• [Description of the task] Lines holding the string "declared" are the ones to copy; find them all in the data.

• [Stored items]
+ + + + + + +

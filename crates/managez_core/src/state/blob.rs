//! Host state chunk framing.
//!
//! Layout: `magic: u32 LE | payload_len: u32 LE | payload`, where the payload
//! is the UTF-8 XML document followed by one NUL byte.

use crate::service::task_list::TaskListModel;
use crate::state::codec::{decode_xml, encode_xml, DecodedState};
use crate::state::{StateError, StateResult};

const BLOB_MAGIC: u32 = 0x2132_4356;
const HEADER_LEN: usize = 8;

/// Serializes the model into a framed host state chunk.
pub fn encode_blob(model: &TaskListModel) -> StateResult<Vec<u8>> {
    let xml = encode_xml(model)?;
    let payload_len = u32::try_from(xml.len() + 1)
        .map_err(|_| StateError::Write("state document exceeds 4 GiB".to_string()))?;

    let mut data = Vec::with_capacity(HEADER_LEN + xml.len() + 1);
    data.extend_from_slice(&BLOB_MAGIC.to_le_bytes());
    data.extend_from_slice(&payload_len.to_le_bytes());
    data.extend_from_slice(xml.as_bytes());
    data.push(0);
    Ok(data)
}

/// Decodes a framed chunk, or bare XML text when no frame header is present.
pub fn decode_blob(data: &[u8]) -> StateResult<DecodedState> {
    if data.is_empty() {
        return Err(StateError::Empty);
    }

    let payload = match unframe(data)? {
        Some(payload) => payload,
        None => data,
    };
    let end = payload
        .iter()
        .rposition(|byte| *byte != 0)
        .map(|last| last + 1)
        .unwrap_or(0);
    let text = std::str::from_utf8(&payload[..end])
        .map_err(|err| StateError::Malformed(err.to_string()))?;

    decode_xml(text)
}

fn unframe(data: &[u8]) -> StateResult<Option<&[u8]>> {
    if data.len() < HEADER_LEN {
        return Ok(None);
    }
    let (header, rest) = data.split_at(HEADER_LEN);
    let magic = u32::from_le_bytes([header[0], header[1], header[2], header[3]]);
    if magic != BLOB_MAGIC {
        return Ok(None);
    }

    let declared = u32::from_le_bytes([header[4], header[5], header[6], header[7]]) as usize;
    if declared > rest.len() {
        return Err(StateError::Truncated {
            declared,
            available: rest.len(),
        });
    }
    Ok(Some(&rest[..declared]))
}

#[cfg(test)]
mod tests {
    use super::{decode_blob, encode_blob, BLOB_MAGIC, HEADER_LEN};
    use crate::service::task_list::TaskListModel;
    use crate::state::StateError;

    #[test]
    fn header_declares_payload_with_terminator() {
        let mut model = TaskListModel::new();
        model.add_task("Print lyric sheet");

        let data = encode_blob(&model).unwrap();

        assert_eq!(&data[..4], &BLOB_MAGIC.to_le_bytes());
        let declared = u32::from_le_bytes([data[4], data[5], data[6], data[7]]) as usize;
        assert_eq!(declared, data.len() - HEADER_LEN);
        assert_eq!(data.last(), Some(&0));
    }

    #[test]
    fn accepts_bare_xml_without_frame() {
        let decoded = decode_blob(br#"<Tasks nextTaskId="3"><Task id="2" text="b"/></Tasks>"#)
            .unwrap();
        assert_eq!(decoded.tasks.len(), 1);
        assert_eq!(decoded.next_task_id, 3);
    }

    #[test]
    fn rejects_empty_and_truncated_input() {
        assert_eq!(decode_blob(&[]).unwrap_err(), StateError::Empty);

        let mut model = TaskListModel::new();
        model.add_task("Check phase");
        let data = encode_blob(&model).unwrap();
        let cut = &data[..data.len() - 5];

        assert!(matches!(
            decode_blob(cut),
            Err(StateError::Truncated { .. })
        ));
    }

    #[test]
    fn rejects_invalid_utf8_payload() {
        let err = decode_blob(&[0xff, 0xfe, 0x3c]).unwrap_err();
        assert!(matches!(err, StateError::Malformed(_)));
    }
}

+ + + + + + +

• [Output of the exercise]
    let declared = u32::from_le_bytes([header[4], header[5], header[6], header[7]]) as usize;
    if declared > rest.len() {
            declared,
    Ok(Some(&rest[..declared]))
        let declared = u32::from_le_bytes([data[4], data[5], data[6], data[7]]) as usize;
        assert_eq!(declared, data.len() - HEADER_LEN);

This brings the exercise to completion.